- [Try it]:
Each record below needs to be set down again exactly.

- [Record extracts]:

• • •

// ==========================================
// 音乐发行计划系统 - 核心库
// ==========================================
// 系统定位: 纯计算核心 (截止日/提醒/日历/任务模板)
// 红线: 不做 I/O,不读系统时钟,调用方负责存储与展示
// ==========================================

// ==========================================
// 模块声明
// ==========================================

// 领域层 - 实体与类型
pub mod domain;

// 引擎层 - 业务规则
pub mod engine;

// 配置层 - 可调参数
pub mod config;

// 日志系统
pub mod logging;

// ==========================================
// 重导出核心类型
// ==========================================

// 领域类型
pub use domain::types::{
    EventType, ReleaseType, TaskPhase, TaskPriority, TaskStatus, UploadStatus, WeekendAdjust,
};

// 领域实体
pub use domain::{
    CalendarEvent, DeadlineQuery, DistributorKind, DistributorPolicy, ReleaseProject,
    ReleaseTask, ReminderCheckpoint, UploadDeadline,
};

// 引擎
pub use engine::{
    CalendarEngine, DeadlineEngine, EngineError, ReminderEngine, TemplateEngine,
};

// 配置
pub use config::{
    PlannerParameters, PlannerProfile, DEADLINE_APPROACHING_DAYS, DEFAULT_LEAD_DAYS,
    DEFAULT_REMINDER_HORIZON_DAYS,
};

• • •

- [Exercise solution]:
// ==========================================
// 音乐发行计划系统 - 核心库
// ==========================================
// 系统定位: 纯计算核心 (截止日/提醒/日历/任务模板)
// 红线: 不做 I/O,不读系统时钟,调用方负责存储与展示
// ==========================================

// ==========================================
// 模块声明
// ==========================================

// 领域层 - 实体与类型
pub mod domain;

// 引擎层 - 业务规则
pub mod engine;

// 配置层 - 可调参数
pub mod config;

// 日志系统
pub mod logging;

// ==========================================
// 重导出核心类型
// ==========================================

// 领域类型
pub use domain::types::{
    EventType, ReleaseType, TaskPhase, TaskPriority, TaskStatus, UploadStatus, WeekendAdjust,
};

// 领域实体
pub use domain::{
    CalendarEvent, DeadlineQuery, DistributorKind, DistributorPolicy, ReleaseProject,
    ReleaseTask, ReminderCheckpoint, UploadDeadline,
};

// 引擎
pub use engine::{
    CalendarEngine, DeadlineEngine, EngineError, ReminderEngine, TemplateEngine,
};

// 配置
pub use config::{
    PlannerParameters, PlannerProfile, DEADLINE_APPROACHING_DAYS, DEFAULT_LEAD_DAYS,
    DEFAULT_REMINDER_HORIZON_DAYS,
};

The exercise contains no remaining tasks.